▶ [EXERCISE DATA]:
//! services/api/src/web/middleware.rs
//!
//! Authentication middleware for protecting routes.

use axum::{
    extract::{Request, State},
    http::{header, HeaderMap, StatusCode},
    middleware::Next,
    response::Response,
};
use kayak_rental_core::domain::{Capability, Role};
use std::sync::Arc;
use tracing::{error, warn};
use uuid::Uuid;

use crate::error::Rejection;
use crate::web::state::AppState;

/// The caller of a protected route, resolved from the session cookie.
/// Handlers receive it as an explicit `Extension` rather than reading any
/// ambient state.
#[derive(Debug, Clone)]
pub struct AuthUser {
    pub user_id: Uuid,
    pub role: Role,
}

impl AuthUser {
    /// Rejects with 403 unless the caller's role grants `capability`.
    pub fn ensure(&self, capability: Capability) -> Result<(), Rejection> {
        if self.role.allows(capability) {
            Ok(())
        } else {
            warn!("User {} lacks {:?}", self.user_id, capability);
            Err((StatusCode::FORBIDDEN, "Insufficient permissions".to_string()))
        }
    }
}

/// Extracts the auth session id from the `session` cookie.
pub fn session_id_from_headers(headers: &HeaderMap) -> Option<&str> {
    headers
        .get(header::COOKIE)
        .and_then(|v| v.to_str().ok())?
        .split(';')
        .find_map(|c| c.trim().strip_prefix("session="))
        .filter(|id| !id.is_empty())
}

/// Middleware that validates the auth session cookie and loads the caller.
///
/// If valid, inserts an `AuthUser` into request extensions for handlers to use.
/// If invalid or missing, returns 401 Unauthorized.
pub async fn require_auth(
    State(state): State<Arc<AppState>>,
    mut req: Request,
    next: Next,
) -> Result<Response, StatusCode> {
    // 1. Parse session ID from cookie
    let auth_session_id = session_id_from_headers(req.headers())
        .ok_or(StatusCode::UNAUTHORIZED)?
        .to_string();

    // 2. Validate auth session in database, get user_id
    let user_id = state
        .db
        .validate_auth_session(&auth_session_id, state.now())
        .await
        .map_err(|e| {
            warn!("Rejected auth session: {:?}", e);
            StatusCode::UNAUTHORIZED
        })?;

    // 3. Load the user so handlers see the current role
    let user = state.db.get_user_by_id(user_id).await.map_err(|e| {
        error!("Session {} points at a missing user: {:?}", auth_session_id, e);
        StatusCode::UNAUTHORIZED
    })?;

    // 4. Insert the caller into request extensions
    req.extensions_mut().insert(AuthUser {
        user_id: user.user_id,
        role: user.role,
    });

    // 5. Continue to the handler
    Ok(next.run(req).await)
}
//! services/api/src/web/reports.rs
//!
//! The reporting endpoint, and the query parsing it shares with the rental
//! listing. Custom bounds that do not parse are treated as absent, which turns
//! the window off rather than failing the request.

use axum::{
    extract::{Query, State},
    http::StatusCode,
    Extension, Json,
};
use chrono::{DateTime, FixedOffset, NaiveDate, TimeZone, Utc};
use kayak_rental_core::domain::{Capability, PaymentMethod, RentalType};
use kayak_rental_core::reporting::{
    aggregate, filter_by_window, resolve_window, Bucket, Period, RentalAggregate, Window,
};
use serde::{Deserialize, Serialize};
use std::sync::Arc;
use tracing::{debug, error};
use utoipa::{IntoParams, ToSchema};

use crate::error::{port_rejection, Rejection};
use crate::web::middleware::AuthUser;
use crate::web::state::AppState;

//=========================================================================================
// Query
//=========================================================================================

#[derive(Deserialize, IntoParams, Debug, Default)]
#[into_params(parameter_in = Query)]
pub struct PeriodQuery {
    /// One of `day`, `week`, `month`, `custom`.
    pub period: Option<String>,
    /// Custom start: RFC 3339 instant or `YYYY-MM-DD` (local midnight).
    pub start: Option<String>,
    /// Custom end: RFC 3339 instant or `YYYY-MM-DD`. Always widened to the end of its day.
    pub end: Option<String>,
}

impl PeriodQuery {
    /// `Ok(None)` when no period was given. Unknown period names are a 400.
    pub fn to_period(&self, offset: &FixedOffset) -> Result<Option<Period>, Rejection> {
        let Some(name) = self.period.as_deref() else {
            return Ok(None);
        };
        let period = match name {
            "day" => Period::Day,
            "week" => Period::Week,
            "month" => Period::Month,
            "custom" => Period::Custom {
                start: self.start.as_deref().and_then(|s| parse_bound(s, offset)),
                end: self.end.as_deref().and_then(|s| parse_bound(s, offset)),
            },
            other => {
                return Err((
                    StatusCode::BAD_REQUEST,
                    format!("Unknown period '{}'", other),
                ))
            }
        };
        Ok(Some(period))
    }
}

fn parse_bound(raw: &str, offset: &FixedOffset) -> Option<DateTime<Utc>> {
    let raw = raw.trim();
    if let Ok(instant) = DateTime::parse_from_rfc3339(raw) {
        return Some(instant.with_timezone(&Utc));
    }
    match NaiveDate::parse_from_str(raw, "%Y-%m-%d") {
        Ok(date) => offset
            .from_local_datetime(&date.and_time(chrono::NaiveTime::MIN))
            .single()
            .map(|dt| dt.with_timezone(&Utc)),
        Err(_) => {
            debug!("Ignoring unparseable report bound '{}'", raw);
            None
        }
    }
}

/// Resolves the requested period against the state's clock.
pub fn window_for(state: &AppState, query: &PeriodQuery) -> Result<Option<Window>, Rejection> {
    let period = query.to_period(&state.config.report_offset)?;
    Ok(period.and_then(|p| resolve_window(&p, &state.local_now())))
}

//=========================================================================================
// Response
//=========================================================================================

#[derive(Serialize, ToSchema, Debug, Clone, Copy, PartialEq)]
pub struct BucketResponse {
    pub count: u64,
    pub revenue: u128,
    /// Percentage of all rentals in the window, one decimal.
    pub share: f64,
}

#[derive(Serialize, ToSchema, Debug, Clone)]
pub struct ByTypeResponse {
    pub simple: BucketResponse,
    pub double: BucketResponse,
}

#[derive(Serialize, ToSchema, Debug, Clone)]
pub struct ByPaymentResponse {
    pub cash: BucketResponse,
    pub transfer: BucketResponse,
}

#[derive(Serialize, ToSchema, Debug, Clone)]
pub struct WindowResponse {
    pub start: DateTime<Utc>,
    pub end: DateTime<Utc>,
}

#[derive(Serialize, ToSchema, Debug, Clone)]
pub struct ReportResponse {
    pub period: String,
    /// Absent when the report covers every rental.
    pub window: Option<WindowResponse>,
    pub total_count: u64,
    pub total_revenue: u128,
    pub by_type: ByTypeResponse,
    pub by_payment: ByPaymentResponse,
}

impl ReportResponse {
    fn build(period: String, window: Option<Window>, agg: &RentalAggregate) -> Self {
        let bucket = |b: Bucket, share: f64| BucketResponse {
            count: b.count,
            revenue: b.revenue,
            share,
        };
        Self {
            period,
            window: window.map(|w| WindowResponse {
                start: w.start,
                end: w.end,
            }),
            total_count: agg.total_count,
            total_revenue: agg.total_revenue,
            by_type: ByTypeResponse {
                simple: bucket(agg.by_type.simple, agg.type_share(RentalType::Simple)),
                double: bucket(agg.by_type.double, agg.type_share(RentalType::Double)),
            },
            by_payment: ByPaymentResponse {
                cash: bucket(agg.by_payment.cash, agg.payment_share(PaymentMethod::Cash)),
                transfer: bucket(
                    agg.by_payment.transfer,
                    agg.payment_share(PaymentMethod::Transfer),
                ),
            },
        }
    }
}

//=========================================================================================
// Handler
//=========================================================================================

/// Summarise the rentals started in a period. Defaults to the current month.
#[utoipa::path(
    get,
    path = "/reports/summary",
    params(PeriodQuery),
    responses(
        (status = 200, description = "Aggregated rentals", body = ReportResponse),
        (status = 400, description = "Unknown period"),
        (status = 403, description = "Caller may not view reports")
    )
)]
pub async fn report_summary_handler(
    State(state): State<Arc<AppState>>,
    Extension(caller): Extension<AuthUser>,
    Query(mut query): Query<PeriodQuery>,
) -> Result<Json<ReportResponse>, Rejection> {
    caller.ensure(Capability::ViewReports)?;

    let period = query.period.get_or_insert_with(|| "month".to_string()).clone();
    let window = window_for(&state, &query)?;

    let rentals = state.db.list_rentals().await.map_err(|e| {
        error!("Failed to load rentals for report: {:?}", e);
        port_rejection(e, "Failed to load rentals")
    })?;
    let selected = filter_by_window(&rentals, window.as_ref());
    let agg = aggregate(selected);

    Ok(Json(ReportResponse::build(period, window, &agg)))
}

▶ [HOW TO COMPLETE THIS TASK]: Report every line of the material above in which "week" appears.

▶ [RESULT OF THE TASK]:
    /// One of `day`, `week`, `month`, `custom`.
            "week" => Period::Week,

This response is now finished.